The following discussion of the highways to transcendence is fascinating. The ecstatic states need ability to escape from space and time reality (which explains the “labourland”). The author touches upon transcendent emotional states and hard-wired emotional states, re-thinking the common beliefs about human sexuality, and his new vision of birth environment. He looks at the connection of culturally controlled sexuality and culturally controlled childbirth to culturally controlled pathways to transcendence.

There is a short entertaining review of legendary orgasms, and two scenarios of the future of love: a pessimistic one based on our interference with sexuality, birth, and breastfeeding, and an optimistic one which necessitates evaluation of practices of obstetrics and midwifery, quality and duration of breastfeeding, and reversing the current cultural conditioning. This includes changing the language we use to describe sex and birth. We do, however, have to work within the current system and steer it “towards the light”, as it cannot be changed overnight.

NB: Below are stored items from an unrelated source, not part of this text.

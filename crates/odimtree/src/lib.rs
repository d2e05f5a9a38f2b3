//! Node-tree engine for ODIM weather-radar HDF5 files.
//!
//! A file is modelled as a [`Collection`] of [`Node`]s keyed by path. Reading
//! happens in two phases: [`Engine::read_structure`] discovers shapes and
//! types, then selected payloads are pulled in with
//! [`Engine::fetch_marked`] (or lazily through a [`LazyLoader`]).
//!
//! # Reading
//!
//! ```no_run
//! use odimtree::{Engine, LazyLoader};
//!
//! let mut lazy = LazyLoader::open("pvol.h5", Engine::default()).unwrap();
//! lazy.preload(Some(&["DBZH"][..])).unwrap();
//! let data = lazy.get_dataset("/dataset1/data1/data").unwrap();
//! println!("{:?} {:?}", data.dims(), data.format());
//! ```
//!
//! # Writing
//!
//! ```no_run
//! use odimtree::{Collection, CreationProperties, Engine, Node, Payload};
//!
//! let mut c = Collection::with_filename("out.h5");
//! c.add(Node::group("/what").unwrap()).unwrap();
//! c.add(Node::string_attribute("/what/object", "PVOL").unwrap()).unwrap();
//! c.add(Node::dataset("/image", Payload::from_values(&[2, 2], &[1u8, 2, 3, 4]).unwrap()).unwrap())
//!     .unwrap();
//! Engine::default()
//!     .write_full(&mut c, &CreationProperties::default(), None)
//!     .unwrap();
//! ```

pub mod collection;
pub mod compound;
pub mod config;
pub mod diagnostics;
pub mod engine;
pub mod error;
pub mod format;
pub mod lazy;
pub mod node;
pub mod read;
pub mod write;

pub use collection::Collection;
pub use compound::{CompoundMember, CompoundTypeDescription, ObjectId};
pub use config::{Compression, CreationProperties, EngineConfig};
pub use diagnostics::{Diagnostics, Severity};
pub use engine::Engine;
pub use error::{Error, Rejected, Result};
pub use format::{Element, FormatSpecifier};
pub use lazy::LazyLoader;
pub use node::{Buffer, Fetch, Mark, Node, NodeKind, Payload, Transition};
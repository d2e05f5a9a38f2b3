//! Descriptions of struct-like compound types.

use odimtree_format::datatype::{CompoundMember as DiskMember, Datatype};

use crate::error::{Error, Result};
use crate::format::{from_native_type, to_native_type, FormatSpecifier};

/// Highest member rank a compound description can carry.
pub const MAX_MEMBER_RANK: usize = 4;

/// Identity of a committed datatype: the file it was read from and the
/// address of its object header there. Authored descriptions use the
/// default (0, 0).
#[derive(Debug, Clone, Copy, PartialEq, Eq, Hash, Default)]
pub struct ObjectId {
    pub fileno: u64,
    pub objno: u64,
}

impl ObjectId {
    pub fn new(fileno: u64, objno: u64) -> ObjectId {
        ObjectId { fileno, objno }
    }
}

/// One named field of a compound type.
#[derive(Debug, Clone, PartialEq, Eq)]
pub struct CompoundMember {
    pub name: String,
    /// Byte offset inside the compound element.
    pub offset: usize,
    /// Byte width of one scalar element of the member.
    pub element_size: usize,
    pub format: FormatSpecifier,
    /// Array extents of the member; empty for a scalar member.
    pub dims: Vec<usize>,
}

impl CompoundMember {
    pub fn rank(&self) -> usize {
        self.dims.len()
    }

    /// Total bytes the member occupies.
    pub fn byte_len(&self) -> usize {
        self.element_size * self.dims.iter().product::<usize>()
    }
}

/// A compound datatype as named, offset-addressed members.
///
/// `Clone` is a deep copy.
#[derive(Debug, Clone, PartialEq, Eq)]
pub struct CompoundTypeDescription {
    pub type_name: String,
    pub id: ObjectId,
    /// Byte size of one compound element.
    pub size: usize,
    members: Vec<CompoundMember>,
}

impl CompoundTypeDescription {
    pub fn new(type_name: impl Into<String>, size: usize) -> CompoundTypeDescription {
        CompoundTypeDescription {
            type_name: type_name.into(),
            id: ObjectId::default(),
            size,
            members: Vec::new(),
        }
    }

    /// Append a member. Fails on a rank above four, an undefined format,
    /// or a member that runs past the compound size.
    pub fn add_member(
        &mut self,
        name: impl Into<String>,
        offset: usize,
        element_size: usize,
        format: FormatSpecifier,
        dims: &[usize],
    ) -> Result<()> {
        let name = name.into();
        if dims.len() > MAX_MEMBER_RANK {
            return Err(Error::CompoundRankTooLarge {
                member: name,
                rank: dims.len(),
            });
        }
        if !format.is_authorable() {
            return Err(Error::UnsupportedFormat(format!("member {name} of format {format}")));
        }
        let member = CompoundMember {
            name,
            offset,
            element_size,
            format,
            dims: dims.to_vec(),
        };
        if member.offset + member.byte_len() > self.size {
            return Err(Error::ShapeMismatch(format!(
                "member {} ends at byte {} of a {}-byte compound",
                member.name,
                member.offset + member.byte_len(),
                self.size
            )));
        }
        self.members.push(member);
        Ok(())
    }

    pub fn members(&self) -> &[CompoundMember] {
        &self.members
    }

    pub fn member(&self, name: &str) -> Option<&CompoundMember> {
        self.members.iter().find(|m| m.name == name)
    }

    /// Describe a (fixed) compound datatype.
    pub fn from_datatype(
        type_name: impl Into<String>,
        id: ObjectId,
        dt: &Datatype,
    ) -> Result<CompoundTypeDescription> {
        let Datatype::Compound { size, members } = dt else {
            return Err(Error::UnsupportedFormat("not a compound datatype".into()));
        };
        let mut desc = CompoundTypeDescription::new(type_name, *size as usize);
        desc.id = id;
        for m in members {
            let (base, dims) = match &m.datatype {
                Datatype::Array {
                    base_type,
                    dimensions,
                } => (
                    base_type.as_ref(),
                    dimensions.iter().map(|&d| d as usize).collect(),
                ),
                other => (other, Vec::new()),
            };
            let format = from_native_type(base);
            if format == FormatSpecifier::Compound {
                return Err(Error::UnsupportedFormat(format!(
                    "nested compound member {}",
                    m.name
                )));
            }
            desc.add_member(
                m.name.clone(),
                m.byte_offset as usize,
                base.type_size() as usize,
                format,
                &dims,
            )?;
        }
        Ok(desc)
    }

    /// Build the native compound datatype.
    pub fn to_datatype(&self) -> Result<Datatype> {
        let mut members = Vec::with_capacity(self.members.len());
        for m in &self.members {
            if m.format == FormatSpecifier::Compound {
                return Err(Error::UnsupportedFormat(format!(
                    "nested compound member {}",
                    m.name
                )));
            }
            let base = to_native_type(m.format, Some(m.element_size), None)?;
            let datatype = if m.dims.is_empty() {
                base
            } else {
                Datatype::Array {
                    base_type: Box::new(base),
                    dimensions: m.dims.iter().map(|&d| d as u32).collect(),
                }
            };
            members.push(DiskMember {
                name: m.name.clone(),
                byte_offset: m.offset as u64,
                datatype,
            });
        }
        Ok(Datatype::Compound {
            size: self.size as u32,
            members,
        })
    }

    /// Same member layout, ignoring the type name and identity.
    pub fn same_layout(&self, other: &CompoundTypeDescription) -> bool {
        self.size == other.size && self.members == other.members
    }
}
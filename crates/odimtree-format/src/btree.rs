//! Version 1 B-trees: type 0 (group symbol nodes) and type 1 (raw data
//! chunks). Reading walks any depth; writing builds the chunk index.

use byteorder::{ByteOrder, LittleEndian};

use crate::codec::{ensure_len, Sizes};
use crate::error::FormatError;

const TREE_SIGNATURE: [u8; 4] = *b"TREE";

/// Node type of group B-trees.
pub const GROUP_NODE: u8 = 0;
/// Node type of chunk index B-trees.
pub const CHUNK_NODE: u8 = 1;

/// A parsed B-tree v1 node with keys kept as raw bytes.
#[derive(Debug, Clone)]
pub struct BTreeV1Node {
    pub node_type: u8,
    /// 0 for leaves.
    pub level: u8,
    /// `children.len() + 1` raw keys.
    pub keys: Vec<Vec<u8>>,
    pub children: Vec<u64>,
}

impl BTreeV1Node {
    pub fn parse(
        data: &[u8],
        address: u64,
        sizes: Sizes,
        key_size: usize,
    ) -> Result<BTreeV1Node, FormatError> {
        let os = sizes.offset as usize;
        let offset = address as usize;
        ensure_len(data, offset, 8 + 2 * os)?;
        if data[offset..offset + 4] != TREE_SIGNATURE {
            return Err(FormatError::InvalidSignature("TREE"));
        }
        let node_type = data[offset + 4];
        let level = data[offset + 5];
        let used = LittleEndian::read_u16(&data[offset + 6..offset + 8]) as usize;

        let mut pos = offset + 8 + 2 * os;
        ensure_len(data, pos, used * (key_size + os) + key_size)?;
        let mut keys = Vec::with_capacity(used + 1);
        let mut children = Vec::with_capacity(used);
        for _ in 0..used {
            keys.push(data[pos..pos + key_size].to_vec());
            pos += key_size;
            children.push(sizes.read_offset(data, pos)?);
            pos += os;
        }
        keys.push(data[pos..pos + key_size].to_vec());

        Ok(BTreeV1Node {
            node_type,
            level,
            keys,
            children,
        })
    }
}

/// Walk a B-tree from `root` and return `(key, child)` for every leaf entry
/// in key order.
fn collect_leaves(
    data: &[u8],
    root: u64,
    sizes: Sizes,
    node_type: u8,
    key_size: usize,
) -> Result<Vec<(Vec<u8>, u64)>, FormatError> {
    let mut out = Vec::new();
    let mut stack = vec![(root, u8::MAX)];
    let mut visited = 0usize;
    while let Some((addr, parent_level)) = stack.pop() {
        visited += 1;
        if visited > data.len() {
            return Err(FormatError::Unsupported("cyclic B-tree".into()));
        }
        let node = BTreeV1Node::parse(data, addr, sizes, key_size)?;
        if node.node_type != node_type {
            return Err(FormatError::InvalidBTreeNodeType(node.node_type));
        }
        if node.level >= parent_level {
            return Err(FormatError::Unsupported(format!(
                "B-tree node at {addr:#x} does not descend"
            )));
        }
        if node.level == 0 {
            out.extend(node.keys.into_iter().zip(node.children));
        } else {
            // reversed so the leftmost child is visited first
            for &child in node.children.iter().rev() {
                stack.push((child, node.level));
            }
        }
    }
    Ok(out)
}

/// Addresses of all symbol table nodes ("SNOD") below a group B-tree.
pub fn collect_group_nodes(data: &[u8], root: u64, sizes: Sizes) -> Result<Vec<u64>, FormatError> {
    Ok(collect_leaves(data, root, sizes, GROUP_NODE, sizes.length as usize)?
        .into_iter()
        .map(|(_, child)| child)
        .collect())
}

/// One stored chunk of a chunked dataset.
#[derive(Debug, Clone, PartialEq, Eq)]
pub struct ChunkRecord {
    /// Stored (possibly filtered) size in bytes.
    pub size: u32,
    /// Bit `i` set means filter `i` was skipped for this chunk.
    pub filter_mask: u32,
    /// Element offsets of the chunk's first element, one per dimension.
    pub offsets: Vec<u64>,
    pub address: u64,
}

/// Key width of a chunk B-tree: size(4) + mask(4) + one u64 per layout dim.
fn chunk_key_size(layout_dims: usize) -> usize {
    8 + 8 * layout_dims
}

/// Every chunk indexed by the type 1 B-tree at `root`.
///
/// `layout_dims` is the layout message's dimensionality (rank + 1).
pub fn collect_chunks(
    data: &[u8],
    root: u64,
    sizes: Sizes,
    layout_dims: usize,
) -> Result<Vec<ChunkRecord>, FormatError> {
    let leaves = collect_leaves(data, root, sizes, CHUNK_NODE, chunk_key_size(layout_dims))?;
    Ok(leaves
        .into_iter()
        .map(|(key, address)| ChunkRecord {
            size: LittleEndian::read_u32(&key[0..4]),
            filter_mask: LittleEndian::read_u32(&key[4..8]),
            offsets: (0..layout_dims)
                .map(|d| LittleEndian::read_u64(&key[8 + 8 * d..16 + 8 * d]))
                .collect(),
            address,
        })
        .collect())
}

/// Serializes a chunk index for chunks already placed in the file.
pub struct ChunkIndexWriter {
    sizes: Sizes,
    /// Entries per node; HDF5 allows up to 2K.
    capacity: usize,
    layout_dims: usize,
}

impl ChunkIndexWriter {
    pub fn new(sizes: Sizes, istore_k: u16, layout_dims: usize) -> ChunkIndexWriter {
        ChunkIndexWriter {
            sizes,
            capacity: 2 * istore_k.max(1) as usize,
            layout_dims,
        }
    }

    fn node_len(&self) -> usize {
        let os = self.sizes.offset as usize;
        let key = chunk_key_size(self.layout_dims);
        8 + 2 * os + self.capacity * (key + os) + key
    }

    /// Encoded size of the whole tree for `count` chunks.
    pub fn encoded_len(&self, count: usize) -> usize {
        let mut nodes = 0;
        let mut level_count = count.max(1);
        loop {
            let here = level_count.div_ceil(self.capacity);
            nodes += here;
            if here == 1 {
                break;
            }
            level_count = here;
        }
        nodes * self.node_len()
    }

    fn encode_key(&self, buf: &mut Vec<u8>, size: u32, mask: u32, offsets: &[u64]) {
        buf.extend_from_slice(&size.to_le_bytes());
        buf.extend_from_slice(&mask.to_le_bytes());
        for d in 0..self.layout_dims {
            buf.extend_from_slice(&offsets.get(d).copied().unwrap_or(0).to_le_bytes());
        }
    }

    fn encode_node(
        &self,
        level: u8,
        entries: &[(u32, u32, Vec<u64>, u64)],
        final_key: &[u64],
    ) -> Result<Vec<u8>, FormatError> {
        let mut buf = Vec::with_capacity(self.node_len());
        buf.extend_from_slice(&TREE_SIGNATURE);
        buf.push(CHUNK_NODE);
        buf.push(level);
        buf.extend_from_slice(&(entries.len() as u16).to_le_bytes());
        self.sizes.write_undefined(&mut buf);
        self.sizes.write_undefined(&mut buf);
        for (size, mask, offsets, child) in entries {
            self.encode_key(&mut buf, *size, *mask, offsets);
            self.sizes.write_offset(&mut buf, *child)?;
        }
        self.encode_key(&mut buf, 0, 0, final_key);
        // nodes are allocated at full capacity
        buf.resize(self.node_len(), 0);
        Ok(buf)
    }

    /// Build the tree at `address`; chunks must be sorted by offsets.
    ///
    /// `bound` is the dataset extent (padded with the element-size slot),
    /// used as the right-most key.
    pub fn serialize(
        &self,
        address: u64,
        chunks: &[ChunkRecord],
        bound: &[u64],
    ) -> Result<Vec<u8>, FormatError> {
        let mut out = Vec::with_capacity(self.encoded_len(chunks.len()));
        let node_len = self.node_len() as u64;

        // Bottom-up: each level is a list of (size, mask, first offsets, address).
        let mut level: Vec<(u32, u32, Vec<u64>, u64)> = chunks
            .iter()
            .map(|c| (c.size, c.filter_mask, c.offsets.clone(), c.address))
            .collect();
        let mut depth = 0u8;
        let mut nodes: Vec<Vec<u8>> = Vec::new();
        // Addresses are assigned after the fact, so record the nodes per level
        // and lay out the root first.
        let mut levels: Vec<Vec<Vec<(u32, u32, Vec<u64>, u64)>>> = Vec::new();
        loop {
            let groups: Vec<_> = if level.is_empty() {
                vec![Vec::new()]
            } else {
                level.chunks(self.capacity).map(|g| g.to_vec()).collect()
            };
            let single = groups.len() == 1;
            levels.push(groups);
            if single {
                break;
            }
            // Parent entries point at the nodes of this level; placeholders
            // until addresses are known.
            level = levels[depth as usize]
                .iter()
                .map(|g| (0, 0, g[0].2.clone(), 0))
                .collect();
            depth += 1;
        }

        // Root is written first, then each lower level left to right.
        let mut next = address;
        let mut addresses: Vec<Vec<u64>> = vec![Vec::new(); levels.len()];
        for lvl in (0..levels.len()).rev() {
            for _ in &levels[lvl] {
                addresses[lvl].push(next);
                next += node_len;
            }
        }
        for lvl in (0..levels.len()).rev() {
            for (i, group) in levels[lvl].iter().enumerate() {
                let entries: Vec<_> = if lvl == 0 {
                    group.clone()
                } else {
                    let child_base: usize = i * self.capacity;
                    group
                        .iter()
                        .enumerate()
                        .map(|(j, e)| (e.0, e.1, e.2.clone(), addresses[lvl - 1][child_base + j]))
                        .collect()
                };
                let final_key = match levels[lvl].get(i + 1) {
                    Some(next_group) => next_group[0].2.clone(),
                    None => bound.to_vec(),
                };
                nodes.push(self.encode_node(lvl as u8, &entries, &final_key)?);
            }
        }
        for node in nodes {
            out.extend_from_slice(&node);
        }
        Ok(out)
    }
}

The epilogue is a tongue-in-cheek letter for a wedding night preparation, describing all the details that would need to be perfect in order for the night to go well. It mimics a birth plan, and discusses timings, place, need for privacy, the presence of other “helpers” and so on. It shows how ridiculous it is to need to specify such things for a sexual encounter, yet the current system interferes with birth so much that women need to state such obvious requirements as the need for privacy in labour, lest it be ignored.

I would highly recommend this book – it explores the ideas rarely brought to light and touches on ultimately the most important questions of human purpose and capacity to love.